NEWS

New online class schedule! Updated with MORE CLASSES!

CROSSFIT:

  • Weekdays: 6:00a, 8:30a, 5:30p
  • Weekends: 8:00a

MOBILITY/STRETCHING *NEW*:

  • Monday, Wednesday, Friday: 4:00p (20-30 min)

NUTRITION/FITNESS/TRAINING Q&A *NEW*:

  • Tuesday, Thursday: 12:00p (20-30 min)

WOD

“Mass Appeal”
50-35-20
Dumbbell Hang Clean + Jerk
Dumbbell Step Ups

Cash Out
1 Min Plank on Elbows, Rest :20
1 Min Plank on L-Side, Rest :20
1 Min Plank on R-Side, Rest :20
1 min Plank on Hands

WOD Guidance & Goals:
For the dumbbell hang clean + jerks, alternate sides every 5 reps. Take that same dumbbell, hold it anyway anyhow except for resting on your leg, to do your step ups. Equipment options; the dumbbell(s) can be replaced by a kettlebell or barbell, and step ups can be done to a ledge, 2-3 stairs (standing at the bottom), a chair propped against a wall or a sturdy coffee table. Target 12 minutes. 
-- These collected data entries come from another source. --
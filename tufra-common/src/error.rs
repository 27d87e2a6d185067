use std::path::PathBuf;

use thiserror::Error;

#[derive(Error, Debug)]
pub enum Error {
    #[error("failed to connect to {0}")]
    ServerUnreachable(String),
    #[error("unexpected response from {endpoint}: {status} {body}")]
    UnexpectedResponse {
        endpoint: String,
        status: u16,
        body: String,
    },
    #[error("server {0} does not allow bootstrap")]
    BootstrapNotAllowed(String),
    #[error("missing field `{0}` in server response")]
    MissingResponseField(&'static str),
    #[error("task {task_id} did not succeed: {reason}")]
    TaskFailed { task_id: String, reason: String },
    #[error("invalid header entry {0:?}, expected `Name: value`")]
    InvalidHeader(String),
    #[error("error during I/O {0:?}")]
    Io(#[from] std::io::Error),
    #[error("HTTP request failed {0:?}")]
    Http(#[from] reqwest::Error),
    #[error("invalid URL {0:?}")]
    Url(#[from] url::ParseError),
    #[error("error while interacting with OCI registry {0:?}")]
    Oci(#[from] oci_distribution::errors::OciDistributionError),
    #[error("could not parse image reference {0}")]
    InvalidReference(String),
    #[error("digest references are not supported, use a tag: {0}")]
    DigestReference(String),
    #[error("manifest media type {0:?} is not supported")]
    UnsupportedMediaType(String),
    #[error("failure during TUF repository update {0:?}")]
    Tuf(#[from] tough::error::Error),
    #[error("artifact {0} not found in repository metadata")]
    TargetNotFound(String),
    #[error("failed to download artifact {0}")]
    DownloadFailed(String),
    #[error("could not determine a home directory for the metadata cache")]
    HomeDirectory,
    #[error("invalid trusted root setting: {0}")]
    InvalidTrustedRoot(String),
    #[error("failed to load key at {path:?}: {reason}")]
    KeyLoad { path: PathBuf, reason: String },
    #[error("signing failed: {0}")]
    Sign(String),
    #[error("invalid role configuration: {0}")]
    InvalidRoleConfig(String),
    #[error("invalid artifact path {0:?}")]
    InvalidArtifactPath(PathBuf),
    #[error("serialization to JSON failed {0:?}")]
    Json(#[from] serde_json::Error),
    #[error("failed to parse configuration {0:?}")]
    Config(#[from] serde_yaml::Error),
}
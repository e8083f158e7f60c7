//! The closed set of entity kinds driving query, schema and load selection

use std::fmt;
use std::str::FromStr;

use crate::error::EtlError;
use crate::graphql::query::build_query;
use crate::schema::{TableSchema, LAUNCHES, MISSIONS, ROCKETS};

#[derive(Debug, Clone, Copy, PartialEq, Eq, Hash, clap::ValueEnum)]
pub enum EntityKind {
    Missions,
    Rockets,
    Launches,
}

impl EntityKind {
    /// All kinds, in the order a run processes them
    pub const ALL: [EntityKind; 3] = [
        EntityKind::Missions,
        EntityKind::Rockets,
        EntityKind::Launches,
    ];

    /// GraphQL root field and table name
    pub fn as_str(&self) -> &'static str {
        match self {
            EntityKind::Missions => "missions",
            EntityKind::Rockets => "rockets",
            EntityKind::Launches => "launches",
        }
    }

    pub fn schema(&self) -> &'static TableSchema {
        match self {
            EntityKind::Missions => &MISSIONS,
            EntityKind::Rockets => &ROCKETS,
            EntityKind::Launches => &LAUNCHES,
        }
    }

    pub fn query(&self) -> &'static str {
        build_query(*self)
    }
}

impl fmt::Display for EntityKind {
    fn fmt(&self, f: &mut fmt::Formatter<'_>) -> fmt::Result {
        f.write_str(self.as_str())
    }
}

impl FromStr for EntityKind {
    type Err = EtlError;

    fn from_str(s: &str) -> Result<Self, Self::Err> {
        let wanted = s.trim();
        EntityKind::ALL
            .into_iter()
            .find(|kind| kind.as_str().eq_ignore_ascii_case(wanted))
            .ok_or_else(|| EtlError::UnknownKind(s.to_string()))
    }
}

/// Number of fetched rows per kind, as recorded in the summary row
#[derive(Debug, Clone, Copy, Default, PartialEq, Eq)]
pub struct EntityCounts {
    pub missions: usize,
    pub rockets: usize,
    pub launches: usize,
}

impl EntityCounts {
    pub fn get(&self, kind: EntityKind) -> usize {
        match kind {
            EntityKind::Missions => self.missions,
            EntityKind::Rockets => self.rockets,
            EntityKind::Launches => self.launches,
        }
    }

    pub fn set(&mut self, kind: EntityKind, count: usize) {
        match kind {
            EntityKind::Missions => self.missions = count,
            EntityKind::Rockets => self.rockets = count,
            EntityKind::Launches => self.launches = count,
        }
    }
}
httpv://www.youtube.com/watch?v=JmlQJld9j74

Post Time to Comments.

ENDURANCE

Try timing this to music. Each song gets faster!
2 rounds
3 min easy, 3 min moderate, 3 min moderate/fast, 3 min walk

BARBELL CLUB

Burgener Strength

1) Back squat: 60%x5 reps, 70%x3 reps, 80%x 2 reps, 90%x 2 reps, 95%x 1 rep, max for the day.
*Rest 10 minutes, then:
2) Front squat: 60%x5 reps, 70%x5 reps, 75%x 5 reps x 2 sets.